**Provided records:**
☆ ☆ ☆
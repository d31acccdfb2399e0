//! Event bus errors

use thiserror::Error;

/// Errors returned to bus callers
///
/// A delivery timeout to one slow subscriber is not an error: it is counted,
/// logged, and the publish still succeeds.
#[derive(Debug, Error, Clone, PartialEq, Eq)]
pub enum BusError {
    #[error("Unknown topic: {0}")]
    UnknownTopic(String),

    #[error("Invalid event payload: {0}")]
    InvalidPayload(String),

    #[error("Event bus is shut down")]
    Closed,
}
☆ ☆ ☆
**What to work on:** Print all of the entries exactly as they are written.

**Task answer:**
repository d31acccdfb2399e0
//! Event bus errors

use thiserror::Error;

/// Errors returned to bus callers
///
/// A delivery timeout to one slow subscriber is not an error: it is counted,
/// logged, and the publish still succeeds.
#[derive(Debug, Error, Clone, PartialEq, Eq)]
pub enum BusError {
    #[error("Unknown topic: {0}")]
    UnknownTopic(String),

    #[error("Invalid event payload: {0}")]
    InvalidPayload(String),

    #[error("Event bus is shut down")]
    Closed,
}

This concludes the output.